File photo by Tom Rivers: The lighthouse at Golden Hill State Park in Barker is pictured in this photo when the sun was setting in early August.
A plan for regulating water levels at Lake Ontario is going forward despite outcries from many elected officials along the south shore of the lake, who fear water levels will have bigger swings, leading to erosion and threatening tourism industries.
Commissioners of the International Joint Commission today signed an updated order of approval regulating water levels and flows in Lake Ontario and the St. Lawrence River.
The updated order makes it possible for the IJC to approve Plan 2014, a new regulation plan for determining the flows through the Moses-Saunders Dam located on the St. Lawrence River between Cornwall, Ontario and Massena, NY. The updated order and plan replace a system of regulating flows developed in the 1950s.

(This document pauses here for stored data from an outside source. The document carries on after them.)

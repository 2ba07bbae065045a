// src/geocode/nominatim.rs
//! OpenStreetMap Nominatim search client (`/search?format=json&limit=1`).

use anyhow::{bail, Context, Result};
use async_trait::async_trait;
use serde::Deserialize;
use std::time::Duration;

use super::{Coordinates, Geocoder};
use crate::config::GeocoderConfig;

pub struct Nominatim {
    http: reqwest::Client,
    endpoint: String,
}

#[derive(Debug, Deserialize)]
struct Place {
    lat: String,
    lon: String,
}

impl Nominatim {
    pub fn new(cfg: &GeocoderConfig) -> Result<Self> {
        let http = reqwest::Client::builder()
            .user_agent(cfg.user_agent.clone())
            .connect_timeout(Duration::from_secs(4))
            .timeout(Duration::from_secs(cfg.timeout_secs))
            .build()
            .context("building geocoder client")?;
        Ok(Self {
            http,
            endpoint: cfg.endpoint.clone(),
        })
    }
}

fn parse_places(places: &[Place]) -> Option<Coordinates> {
    let p = places.first()?;
    let lat = p.lat.trim().parse::<f64>().ok()?;
    let lon = p.lon.trim().parse::<f64>().ok()?;
    Coordinates::new(lat, lon)
}

#[async_trait]
impl Geocoder for Nominatim {
    async fn lookup(&self, query: &str) -> Result<Option<Coordinates>> {
        let resp = self
            .http
            .get(&self.endpoint)
            .query(&[("q", query), ("format", "json"), ("limit", "1")])
            .send()
            .await
            .context("nominatim request")?;
        let status = resp.status();
        if !status.is_success() {
            bail!("nominatim returned HTTP {status}");
        }
        let places: Vec<Place> = resp.json().await.context("nominatim payload")?;
        Ok(parse_places(&places))
    }

    fn name(&self) -> &'static str {
        "nominatim"
    }
}
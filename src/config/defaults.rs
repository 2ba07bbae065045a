// src/config/defaults.rs
//! Built-in source list used when no `config/sources.{toml,json}` exists.
//! Mirrors the shipped `config/sources.toml`.

use indexmap::IndexMap;

use super::{
    AppConfig, GeocodeStrategy, GeocoderConfig, GraphqlListingsConfig, HttpConfig,
    ListDetailConfig, Locator, RenderedListConfig, RunConfig, SourceConfig, SourceKind,
    StaticListConfig,
};
use crate::artifact::ArtifactLayout;

fn css(s: &str) -> Locator {
    Locator::Css(s.to_string())
}

/// Button whose visible text contains `label`.
fn button_text(label: &str) -> Locator {
    Locator::Xpath(format!("//button[contains(normalize-space(.), '{label}')]"))
}

impl AppConfig {
    pub fn default_seed() -> Self {
        let tip = SourceConfig {
            id: "tip".into(),
            name: "tip Berlin".into(),
            artifact: "tip_berlin_events.csv".into(),
            color: "blue".into(),
            icon: "star".into(),
            geocode: GeocodeStrategy::AddressOrVenue,
            layout: ArtifactLayout::Canonical,
            known_venues: false,
            headers: IndexMap::new(),
            kind: SourceKind::RenderedList(RenderedListConfig {
                webdriver_url: "http://127.0.0.1:9515".into(),
                landing_url: "https://www.tip-berlin.de/event-tageshighlights/?t={ts}".into(),
                consent: vec![
                    button_text("Akzeptieren"),
                    button_text("Alle akzeptieren"),
                    button_text("Accept"),
                    css("[title=\"Akzeptieren\"]"),
                    css(".sp_choice_type_11"),
                    css("button[title=\"Zustimmen\"]"),
                ],
                popups: vec![
                    button_text("Schließen"),
                    button_text("×"),
                    css("[aria-label=\"Close\"]"),
                    css(".close"),
                    css(".modal-close"),
                ],
                more: css("a.tip-recommended-posts__more-link"),
                fallback_url: "https://www.tip-berlin.de/event/".into(),
                settle_ms: 3_000,
                boxes: vec![
                    "div.collections__box--event".into(),
                    "div.collections__box".into(),
                ],
                title: "h2.collections__box__title".into(),
                link: Some("a.collections__box__link".into()),
                category: Some("p.collections__box__event-category".into()),
                venue: Some("span.-mobile-v".into()),
                address: Some("span.-desktop-v".into()),
                date: Some("h3.collections__box__title".into()),
            }),
        };

        let gratis = SourceConfig {
            id: "gratis".into(),
            name: "Gratis in Berlin".into(),
            artifact: "gratis_berlin_events.csv".into(),
            color: "green".into(),
            icon: "gift".into(),
            geocode: GeocodeStrategy::Address,
            layout: ArtifactLayout::Canonical,
            known_venues: false,
            headers: IndexMap::new(),
            kind: SourceKind::ListDetail(ListDetailConfig {
                listing_url: "https://www.gratis-in-berlin.de/heute".into(),
                item_link: "h2.overviewcontentheading a.singletip".into(),
                address: "div.mapTipp".into(),
                description: Some("div.overview-text".into()),
                date: Some("div.dateTipp".into()),
                address_cut: Some(" - ".into()),
                workers: 10,
            }),
        };

        let visit = SourceConfig {
            id: "visit".into(),
            name: "visit Berlin".into(),
            artifact: "visitberlin_events.csv".into(),
            color: "purple".into(),
            icon: "info-sign".into(),
            geocode: GeocodeStrategy::AddressWithFallback,
            layout: ArtifactLayout::Canonical,
            known_venues: false,
            headers: IndexMap::new(),
            kind: SourceKind::StaticList(StaticListConfig {
                listing_url: "https://www.visitberlin.de/de/tagestipps-veranstaltungen-berlin?keys=&date_between[min]={date}&date_between[max]={date}&district=All&items_per_page=max".into(),
                item: "article.teaser-search--event".into(),
                title: "h2.teaser-search__heading".into(),
                date: Some("time".into()),
                time: Some("p.teaser-search__time span.me__content".into()),
                address: vec![
                    "p.teaser-search__location span.nopr".into(),
                    "p.teaser-search__location span.me__content".into(),
                ],
                description: Some("div.teaser-search__text > div".into()),
                link: Some("a.teaser-search__mainlink".into()),
            }),
        };

        let mut ra_headers = IndexMap::new();
        ra_headers.insert("Referer".to_string(), "https://ra.co/events/de/berlin".to_string());
        let ra = SourceConfig {
            id: "ra".into(),
            name: "Resident Advisor".into(),
            artifact: "RA_{date}_events.csv".into(),
            color: "red".into(),
            icon: "music".into(),
            geocode: GeocodeStrategy::VenueAndAddress,
            layout: ArtifactLayout::EventListing,
            known_venues: true,
            headers: ra_headers,
            kind: SourceKind::GraphqlListings(GraphqlListingsConfig {
                endpoint: "https://ra.co/graphql".into(),
                query_template: "config/graphql_query_template.json".into(),
                area: 34,
                site_base: Some("https://ra.co".into()),
                page_delay_ms: 1_000,
            }),
        };

        Self {
            run: RunConfig::default(),
            http: HttpConfig::default(),
            geocoder: GeocoderConfig::default(),
            known_venues: None,
            sources: vec![tip, gratis, visit, ra],
        }
    }
}
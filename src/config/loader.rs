//! Loading the repository configuration for an event.

use std::fmt;
use std::future::Future;

use tracing::debug;

use super::{ArianeConfig, CONFIG_PATH, ConfigError};
use crate::effects::{GitHubEffect, GitHubInterpreter, GitHubResponse};

/// Source of the repository configuration at a given ref.
pub trait ConfigLoader {
    fn load<G>(
        &self,
        github: &G,
        git_ref: &str,
    ) -> impl Future<Output = Result<ArianeConfig, ConfigError>> + Send
    where
        G: GitHubInterpreter + Sync,
        G::Error: fmt::Display;
}

/// Reads [`CONFIG_PATH`] from the repository itself.
#[derive(Debug, Clone, Copy, Default)]
pub struct RepositoryConfigLoader;

impl ConfigLoader for RepositoryConfigLoader {
    async fn load<G>(&self, github: &G, git_ref: &str) -> Result<ArianeConfig, ConfigError>
    where
        G: GitHubInterpreter + Sync,
        G::Error: fmt::Display,
    {
        let effect = GitHubEffect::GetFileContents {
            path: CONFIG_PATH.to_string(),
            git_ref: git_ref.to_string(),
        };
        match github.interpret(effect).await {
            Ok(GitHubResponse::FileContents(Some(text))) => {
                debug!(git_ref, bytes = text.len(), "loaded repository configuration");
                ArianeConfig::from_yaml(&text)
            }
            Ok(GitHubResponse::FileContents(None)) => Err(ConfigError::NotFound {
                path: CONFIG_PATH.to_string(),
                git_ref: git_ref.to_string(),
            }),
            Ok(other) => Err(ConfigError::Fetch(format!(
                "unexpected response to GetFileContents: {:?}",
                other
            ))),
            Err(e) => Err(ConfigError::Fetch(e.to_string())),
        }
    }
}

/// Always returns the same configuration, whatever the ref.
#[derive(Debug, Clone, Default)]
pub struct StaticConfigLoader(pub ArianeConfig);

impl ConfigLoader for StaticConfigLoader {
    async fn load<G>(&self, _github: &G, _git_ref: &str) -> Result<ArianeConfig, ConfigError>
    where
        G: GitHubInterpreter + Sync,
        G::Error: fmt::Display,
    {
        Ok(self.0.clone())
    }
}

#[cfg(test)]
mod tests {
    use super::*;
    use crate::test_utils::MockGitHub;
    use crate::types::WorkflowId;

    #[tokio::test]
    async fn repository_loader_reads_config_at_ref() {
        let github = MockGitHub::new().with_file_contents(Some(
            "triggers:\n  /test:\n    workflows: [ci.yaml]\n".to_string(),
        ));

        let config = RepositoryConfigLoader.load(&github, "feature").await.unwrap();

        assert_eq!(config.triggers[0].workflows, vec![WorkflowId::from("ci.yaml")]);
        assert_eq!(
            github.recorded(),
            vec![GitHubEffect::GetFileContents {
                path: ".github/ariane-config.yaml".to_string(),
                git_ref: "feature".to_string(),
            }]
        );
    }

    #[tokio::test]
    async fn missing_file_is_not_found() {
        let github = MockGitHub::new().with_file_contents(None);

        let result = RepositoryConfigLoader.load(&github, "main").await;

        assert!(matches!(result, Err(ConfigError::NotFound { git_ref, .. }) if git_ref == "main"));
    }

    #[tokio::test]
    async fn transport_failure_is_fetch_error() {
        let github = MockGitHub::new().failing_on("get_file_contents");

        let result = RepositoryConfigLoader.load(&github, "main").await;

        assert!(matches!(result, Err(ConfigError::Fetch(_))));
    }

    #[tokio::test]
    async fn invalid_yaml_is_parse_error() {
        let github = MockGitHub::new().with_file_contents(Some("triggers: [".to_string()));

        let result = RepositoryConfigLoader.load(&github, "main").await;

        assert!(matches!(result, Err(ConfigError::Parse(_))));
    }

    #[tokio::test]
    async fn static_loader_makes_no_calls() {
        let github = MockGitHub::new();
        let loader = StaticConfigLoader(ArianeConfig::default());

        let config = loader.load(&github, "main").await.unwrap();

        assert_eq!(config, ArianeConfig::default());
        assert!(github.recorded().is_empty());
    }
}
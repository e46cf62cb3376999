//! GitHub API client and effect interpreter.
//!
//! Executes [`GitHubEffect`](crate::effects::GitHubEffect)s through octocrab.
//! Every call is made once: failures go back to the caller, which decides
//! whether to abort the event or log and carry on.

mod client;
mod error;
mod interpreter;

pub use client::{OctocrabClient, build_octocrab};
pub use error::GitHubApiError;
pub use interpreter::interpret_github_effect;
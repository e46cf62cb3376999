//! Effect interpreter trait.

use std::future::Future;

use super::github::{GitHubEffect, GitHubResponse};

/// Interprets GitHub effects against the GitHub API.
///
/// Implementations are constructed with a `RepoId`, so all effects executed
/// through a single interpreter instance are scoped to that repository.
///
/// # Example (mock for testing)
///
/// ```ignore
/// struct CannedGitHub {
///     responses: HashMap<GitHubEffect, GitHubResponse>,
/// }
///
/// impl GitHubInterpreter for CannedGitHub {
///     type Error = anyhow::Error;
///
///     async fn interpret(&self, effect: GitHubEffect) -> Result<GitHubResponse, Self::Error> {
///         self.responses.get(&effect)
///             .cloned()
///             .ok_or_else(|| anyhow!("unexpected effect: {:?}", effect))
///     }
/// }
/// ```
pub trait GitHubInterpreter {
    /// The error type returned by this interpreter.
    type Error;

    /// Execute a GitHub effect and return its response.
    fn interpret(
        &self,
        effect: GitHubEffect,
    ) -> impl Future<Output = Result<GitHubResponse, Self::Error>> + Send;
}

impl<T> GitHubInterpreter for std::sync::Arc<T>
where
    T: GitHubInterpreter + Send + Sync,
{
    type Error = T::Error;

    fn interpret(
        &self,
        effect: GitHubEffect,
    ) -> impl Future<Output = Result<GitHubResponse, Self::Error>> + Send {
        (**self).interpret(effect)
    }
}
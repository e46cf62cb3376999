//! Deciding whether a workflow is relevant to the files a PR changes.

use regex::Regex;
use tracing::{debug, warn};

use crate::config::ArianeConfig;
use crate::types::{ChangedFile, WORKFLOWS_DIR, WorkflowId};

/// Relevance of a workflow with no entry in the `workflows` section.
///
/// Runs unless the change set is empty or touches nothing but other
/// workflow files.
pub fn should_run_unconfigured(workflow: &WorkflowId, files: &[ChangedFile]) -> bool {
    let own_file = workflow.file_path();
    files
        .iter()
        .any(|f| !f.filename.starts_with(WORKFLOWS_DIR) || f.filename == own_file)
}

/// Relevance of a workflow according to its `paths-regex` /
/// `paths-ignore-regex` rules.
///
/// Changing the workflow's own file always makes it relevant. Changes to
/// other files under `.github/workflows` never do.
pub fn should_run(config: &ArianeConfig, workflow: &WorkflowId, files: &[ChangedFile]) -> bool {
    if files.is_empty() {
        return false;
    }

    let Some(rules) = config.rules_for(workflow) else {
        return false;
    };

    let paths = rules.paths_regex();
    let ignore = rules.paths_ignore_regex();
    // Both set is unsupported; run unconditionally.
    if paths.is_some() && ignore.is_some() {
        return true;
    }

    let Ok(paths_re) = compile_prefix(workflow, paths) else {
        return false;
    };
    let Ok(ignore_re) = compile_prefix(workflow, ignore) else {
        return false;
    };

    let own_file = workflow.file_path();
    let mut ignored = 0;
    for file in files {
        let name = file.filename.as_str();
        if name == own_file || paths_re.as_ref().is_some_and(|re| re.is_match(name)) {
            debug!(%workflow, file = name, "file makes workflow relevant");
            return true;
        }
        if name.starts_with(WORKFLOWS_DIR) {
            ignored += 1;
            continue;
        }
        if ignore_re.as_ref().is_some_and(|re| re.is_match(name)) {
            ignored += 1;
        }
    }

    if paths_re.is_some() {
        // Nothing matched paths-regex.
        return false;
    }

    ignored < files.len()
}

/// Picks the configured or unconfigured rule for a workflow.
pub fn is_relevant(config: &ArianeConfig, workflow: &WorkflowId, files: &[ChangedFile]) -> bool {
    if config.rules_for(workflow).is_some() {
        should_run(config, workflow, files)
    } else {
        should_run_unconfigured(workflow, files)
    }
}

fn compile_prefix(workflow: &WorkflowId, pattern: Option<&str>) -> Result<Option<Regex>, ()> {
    let Some(pattern) = pattern else {
        return Ok(None);
    };
    Regex::new(&format!("^{}", pattern)).map(Some).map_err(|e| {
        warn!(%workflow, pattern, error = %e, "cannot compile path regex");
    })
}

“Plan 2014 is a modern plan for managing water levels and flows that will restore the health and diversity of coastal wetlands, perform better under changing climate conditions and continue to protect against extreme high and low water levels,” US Section Chair Lana Pollack said in a news release.
‘As long as I am a Member of Congress, I will fight to block any and all funding paths this plan needs to be implemented.’ – Congressman Chris Collins
Congressman Chris Collins, R-Clarence, is among the many elected officials who have been opposing the plan.
“As long as I am a Member of Congress, I will fight to block any and all funding paths this plan needs to be implemented,” Collins said in a statement today. “Additionally, the incoming Republican Administration will know from Day One how important it is to eliminate Plan 2014 once and for all.”
Collins vowed to “do everything in my power to protect the taxpayers, homeowners and small businesses along the Lake Ontario shoreline that are set to be devastated by this bureaucratic disaster.”
Plan 2014 will continue to protect shoreline property and will retain, essentially unchanged, the environmental conditions and coastal protections on the lower St. Lawrence River, below the Moses-Saunders Dam, the IJC stated today.
The plan will improve ecosystem health and diversity on Lake Ontario and the upper St. Lawrence River and provide net economic benefits, according to the IJC.
The plan will foster conditions needed to restore 64,000 acres of coastal wetlands and improve habitat for fish and wildlife. The plan will also frequently extend the recreational boating season, better maintain system-wide levels for navigation and increase hydropower production, the IJC said.
Plan 2014 is the result of more than 16 years of scientific study, public engagement and governmental review.
During the five-year Lake Ontario-St. Lawrence River Study (2000-2006), technical experts and stakeholders together built evaluation models and tested hundreds of alternatives, with public participation throughout the process. The IJC continued to optimize alternatives developed during the study and held public meetings in 2012 and public hearings in 2013 before proposing Plan 2014 to the two federal governments.
“We are pleased that Plan 2014 will bring system-wide improvements, with consideration of ecosystem health and recreational boating along with shoreline communities, commercial navigation and hydropower production,” said Canadian Section Chair Gordon Walker.
The IJC plans to implement the plan starting in January 2017.